I’m not altogether sure what to make of this one. The word in the illustration is ciel, “sky”; perhaps Magritte simply means that the noun “sky” doesn’t refer to an object, but to an undetermined conceptual referent (what, after all, is “sky”?). Certainly the word ciel doesn’t just refer to itself in the same way that the word “word” refers to itself. I’m open to suggestions on this one.
4 Comments:
It seems to me that this image is linked conceptually to the one that came before it. On the one hand, the boat exists, and does not need a name to be a boat, or to do boaty things. Sky, however, can't be interacted with, outside of a system of language.
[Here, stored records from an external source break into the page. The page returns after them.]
#[tokio::test]
async fn test_update_fields_only_keeps_amount() {
    let (usecase, _, _) = invoice_usecase().await;
    let invoice = usecase.create_invoice(&ctx(), new_invoice()).await.unwrap();

    let patch = InvoicePatch {
        due_date: Some(Some(date(2024, 4, 1))),
        ..Default::default()
    };
    let updated = usecase
        .update_invoice(&ctx(), &invoice.id, patch, None)
        .await
        .unwrap();

    assert_eq!(updated.due_date, Some(date(2024, 4, 1)));
    assert_eq!(updated.amount, invoice.amount);
}

#[tokio::test]
async fn test_update_rolls_back_when_new_items_fail() {
    let (usecase, repository, store) = invoice_usecase().await;
    let invoice = usecase.create_invoice(&ctx(), new_invoice()).await.unwrap();
    repository.fail_next(Op::InsertItems, 1).await;

    let patch = InvoicePatch {
        notes: Some(Some("changed".to_string())),
        ..Default::default()
    };
    let err = usecase
        .update_invoice(
            &ctx(),
            &invoice.id,
            patch,
            Some(vec![InvoiceItemInput::new("Session", 5, 50.0)]),
        )
        .await
        .unwrap_err();

    assert!(err.to_string().contains("rolled back"));
    let restored = usecase.get_invoice(&ctx(), &invoice.id).await.unwrap();
    assert_eq!(restored.notes, None);
    assert_eq!(restored.amount, invoice.amount);
    assert_eq!(restored.items.len(), 1);
    assert_eq!(restored.items[0].quantity, 2);
    assert_eq!(store.invoice_item_count().await, 1);
}

#[tokio::test]
async fn test_update_rolls_back_fields_when_item_delete_fails() {
    let (usecase, repository, _) = invoice_usecase().await;
    let invoice = usecase.create_invoice(&ctx(), new_invoice()).await.unwrap();
    repository.fail_next(Op::DeleteItems, 1).await;

    let patch = InvoicePatch {
        tax_rate: Some(0.0),
        ..Default::default()
    };
    let err = usecase
        .update_invoice(&ctx(), &invoice.id, patch, Some(vec![session_item()]))
        .await
        .unwrap_err();

    assert!(err.to_string().contains("delete_items"));
    let restored = usecase.get_invoice(&ctx(), &invoice.id).await.unwrap();
    assert_eq!(restored.tax_rate, 10.0);
    assert_eq!(restored.amount, invoice.amount);
}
The sky exists even when not named, but even if you don't know what to call a boat, you just get in and float away.
Your description of the word "word" referring to itself puts me in mind of a class of adjectives that either do (polysyllabic) or do not (monosyllabic) describe themselves. I forget what these words are called.
Does "time" fit in this category, or is it only a concept? I can seek the sky if not touch it, but time is not engaged by any of the physical senses.
Can one really see “sky”? But “time” provides another apposite example, I think — though I’m still not quite sure about it.
It seems to me that the drawing depicts a cloud, something which is not sky, but implies sky-ness, as clouds do not exist much without skies.